## WORK ITEM
Go through the material and pull out every line with the string "runs" in it.

## RECORDS FOR THIS TASK
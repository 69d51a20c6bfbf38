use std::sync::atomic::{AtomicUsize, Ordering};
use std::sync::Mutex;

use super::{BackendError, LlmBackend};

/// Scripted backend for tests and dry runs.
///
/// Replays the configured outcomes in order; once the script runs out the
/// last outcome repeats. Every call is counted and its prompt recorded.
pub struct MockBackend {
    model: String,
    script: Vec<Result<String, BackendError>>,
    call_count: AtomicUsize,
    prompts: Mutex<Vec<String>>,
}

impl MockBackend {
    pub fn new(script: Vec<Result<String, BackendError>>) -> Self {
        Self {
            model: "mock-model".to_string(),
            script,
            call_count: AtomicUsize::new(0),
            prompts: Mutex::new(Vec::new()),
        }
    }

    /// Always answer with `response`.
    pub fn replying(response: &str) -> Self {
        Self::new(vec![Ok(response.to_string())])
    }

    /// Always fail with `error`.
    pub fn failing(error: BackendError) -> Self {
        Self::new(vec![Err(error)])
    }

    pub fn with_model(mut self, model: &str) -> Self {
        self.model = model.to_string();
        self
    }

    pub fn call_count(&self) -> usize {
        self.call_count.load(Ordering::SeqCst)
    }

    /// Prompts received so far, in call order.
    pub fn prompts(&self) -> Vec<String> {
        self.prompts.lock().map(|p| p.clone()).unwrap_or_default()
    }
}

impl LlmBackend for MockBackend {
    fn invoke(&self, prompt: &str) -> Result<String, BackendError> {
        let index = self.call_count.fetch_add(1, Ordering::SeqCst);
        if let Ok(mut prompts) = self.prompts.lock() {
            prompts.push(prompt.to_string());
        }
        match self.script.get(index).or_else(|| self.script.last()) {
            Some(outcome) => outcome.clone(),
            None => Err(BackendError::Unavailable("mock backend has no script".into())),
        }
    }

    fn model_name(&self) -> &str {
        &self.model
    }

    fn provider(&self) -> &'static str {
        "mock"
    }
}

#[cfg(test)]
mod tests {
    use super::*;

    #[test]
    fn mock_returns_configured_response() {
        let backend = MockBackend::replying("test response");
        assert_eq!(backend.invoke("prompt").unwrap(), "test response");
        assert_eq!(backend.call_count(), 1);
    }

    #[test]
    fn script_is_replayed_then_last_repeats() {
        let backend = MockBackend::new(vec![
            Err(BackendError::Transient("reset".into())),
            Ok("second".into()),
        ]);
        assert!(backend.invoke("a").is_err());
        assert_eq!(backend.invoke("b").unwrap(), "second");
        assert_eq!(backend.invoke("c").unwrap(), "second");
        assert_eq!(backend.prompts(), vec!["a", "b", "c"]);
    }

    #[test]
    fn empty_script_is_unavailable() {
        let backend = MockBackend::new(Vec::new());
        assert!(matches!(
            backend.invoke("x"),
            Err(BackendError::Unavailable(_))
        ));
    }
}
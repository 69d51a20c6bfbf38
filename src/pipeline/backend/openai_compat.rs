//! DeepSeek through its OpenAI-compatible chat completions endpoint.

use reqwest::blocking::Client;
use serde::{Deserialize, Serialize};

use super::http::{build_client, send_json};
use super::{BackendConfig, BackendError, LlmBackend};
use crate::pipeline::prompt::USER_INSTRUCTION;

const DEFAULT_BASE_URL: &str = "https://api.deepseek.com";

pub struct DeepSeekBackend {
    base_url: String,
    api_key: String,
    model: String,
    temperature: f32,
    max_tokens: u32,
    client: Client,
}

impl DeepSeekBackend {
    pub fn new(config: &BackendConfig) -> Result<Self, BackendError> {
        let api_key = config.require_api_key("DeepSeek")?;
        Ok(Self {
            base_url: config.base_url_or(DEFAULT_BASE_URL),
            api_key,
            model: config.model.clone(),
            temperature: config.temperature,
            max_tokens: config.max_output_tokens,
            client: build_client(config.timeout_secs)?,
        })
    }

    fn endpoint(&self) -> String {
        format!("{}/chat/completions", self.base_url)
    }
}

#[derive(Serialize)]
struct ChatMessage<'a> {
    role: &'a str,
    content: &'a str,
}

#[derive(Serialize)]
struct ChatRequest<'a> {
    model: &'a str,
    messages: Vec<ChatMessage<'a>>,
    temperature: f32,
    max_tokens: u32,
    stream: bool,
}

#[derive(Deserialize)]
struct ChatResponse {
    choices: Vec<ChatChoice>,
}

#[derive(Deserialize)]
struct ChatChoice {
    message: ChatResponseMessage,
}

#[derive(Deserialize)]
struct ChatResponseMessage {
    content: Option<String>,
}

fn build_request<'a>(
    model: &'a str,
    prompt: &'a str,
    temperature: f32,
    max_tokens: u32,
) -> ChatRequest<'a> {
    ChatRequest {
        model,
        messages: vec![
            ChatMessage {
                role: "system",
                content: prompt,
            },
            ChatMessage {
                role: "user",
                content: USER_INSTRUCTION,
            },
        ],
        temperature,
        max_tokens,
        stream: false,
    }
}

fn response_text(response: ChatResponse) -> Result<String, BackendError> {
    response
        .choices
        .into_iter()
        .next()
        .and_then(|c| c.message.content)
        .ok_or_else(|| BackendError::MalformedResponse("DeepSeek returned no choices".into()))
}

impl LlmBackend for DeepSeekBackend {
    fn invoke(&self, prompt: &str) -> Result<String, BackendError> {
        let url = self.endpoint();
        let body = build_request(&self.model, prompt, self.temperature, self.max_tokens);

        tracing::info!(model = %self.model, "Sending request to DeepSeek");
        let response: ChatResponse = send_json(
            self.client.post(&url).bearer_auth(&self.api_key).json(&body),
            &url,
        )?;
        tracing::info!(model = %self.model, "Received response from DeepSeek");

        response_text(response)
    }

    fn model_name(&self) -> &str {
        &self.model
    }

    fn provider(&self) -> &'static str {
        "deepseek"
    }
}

--

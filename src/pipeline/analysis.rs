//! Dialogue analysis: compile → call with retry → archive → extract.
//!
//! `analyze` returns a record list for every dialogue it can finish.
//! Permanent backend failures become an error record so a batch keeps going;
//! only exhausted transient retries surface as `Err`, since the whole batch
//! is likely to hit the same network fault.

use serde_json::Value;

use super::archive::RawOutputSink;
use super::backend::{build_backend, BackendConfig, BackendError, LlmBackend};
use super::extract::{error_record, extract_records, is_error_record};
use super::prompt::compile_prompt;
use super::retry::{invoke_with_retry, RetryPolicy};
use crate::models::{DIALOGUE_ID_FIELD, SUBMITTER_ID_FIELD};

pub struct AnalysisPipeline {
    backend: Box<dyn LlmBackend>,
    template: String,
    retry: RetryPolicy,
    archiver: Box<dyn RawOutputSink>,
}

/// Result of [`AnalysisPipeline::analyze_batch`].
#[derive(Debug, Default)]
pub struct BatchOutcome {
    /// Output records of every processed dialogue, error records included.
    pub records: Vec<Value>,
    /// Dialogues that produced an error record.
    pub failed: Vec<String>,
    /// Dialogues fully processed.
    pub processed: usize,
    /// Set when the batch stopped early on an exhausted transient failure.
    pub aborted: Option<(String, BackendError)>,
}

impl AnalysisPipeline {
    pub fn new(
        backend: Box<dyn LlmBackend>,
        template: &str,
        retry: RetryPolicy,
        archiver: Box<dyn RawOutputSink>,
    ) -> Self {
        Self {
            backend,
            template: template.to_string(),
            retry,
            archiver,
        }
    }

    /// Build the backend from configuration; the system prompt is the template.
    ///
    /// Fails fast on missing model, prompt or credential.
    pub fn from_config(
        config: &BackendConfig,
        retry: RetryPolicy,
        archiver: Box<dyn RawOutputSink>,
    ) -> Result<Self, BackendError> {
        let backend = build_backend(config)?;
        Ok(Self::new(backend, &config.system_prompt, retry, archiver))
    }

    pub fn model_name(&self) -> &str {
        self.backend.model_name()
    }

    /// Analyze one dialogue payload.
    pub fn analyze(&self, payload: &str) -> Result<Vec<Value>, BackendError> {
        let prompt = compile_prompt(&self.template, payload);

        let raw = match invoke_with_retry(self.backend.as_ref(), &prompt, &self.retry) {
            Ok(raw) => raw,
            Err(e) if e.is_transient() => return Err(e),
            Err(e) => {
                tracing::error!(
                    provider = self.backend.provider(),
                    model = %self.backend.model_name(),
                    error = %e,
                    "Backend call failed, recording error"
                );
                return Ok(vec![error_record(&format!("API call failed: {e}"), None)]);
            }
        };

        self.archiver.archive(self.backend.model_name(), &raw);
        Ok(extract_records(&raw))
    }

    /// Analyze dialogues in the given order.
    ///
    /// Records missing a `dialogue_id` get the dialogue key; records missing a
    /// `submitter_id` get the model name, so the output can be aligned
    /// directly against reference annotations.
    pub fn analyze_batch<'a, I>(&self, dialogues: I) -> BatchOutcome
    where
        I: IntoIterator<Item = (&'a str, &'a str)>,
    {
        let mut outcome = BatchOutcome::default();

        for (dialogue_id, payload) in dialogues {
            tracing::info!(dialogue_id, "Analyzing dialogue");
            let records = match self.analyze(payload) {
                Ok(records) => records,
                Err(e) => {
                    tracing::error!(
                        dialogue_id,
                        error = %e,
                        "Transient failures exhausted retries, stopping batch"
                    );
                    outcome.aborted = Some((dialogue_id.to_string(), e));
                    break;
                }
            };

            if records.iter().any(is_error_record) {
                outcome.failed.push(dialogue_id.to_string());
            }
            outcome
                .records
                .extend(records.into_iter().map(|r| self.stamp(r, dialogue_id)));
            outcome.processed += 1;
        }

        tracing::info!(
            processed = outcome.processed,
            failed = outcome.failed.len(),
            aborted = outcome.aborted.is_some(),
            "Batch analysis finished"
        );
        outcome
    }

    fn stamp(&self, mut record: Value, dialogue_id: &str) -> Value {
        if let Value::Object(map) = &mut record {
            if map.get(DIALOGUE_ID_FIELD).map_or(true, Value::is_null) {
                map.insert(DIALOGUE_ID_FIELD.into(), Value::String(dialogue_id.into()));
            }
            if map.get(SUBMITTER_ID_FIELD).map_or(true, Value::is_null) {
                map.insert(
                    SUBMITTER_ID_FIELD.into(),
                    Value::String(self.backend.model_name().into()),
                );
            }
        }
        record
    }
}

## YOUR SOLUTION
/// Scripted backend for tests and dry runs.
/// Replays the configured outcomes in order; once the script runs out the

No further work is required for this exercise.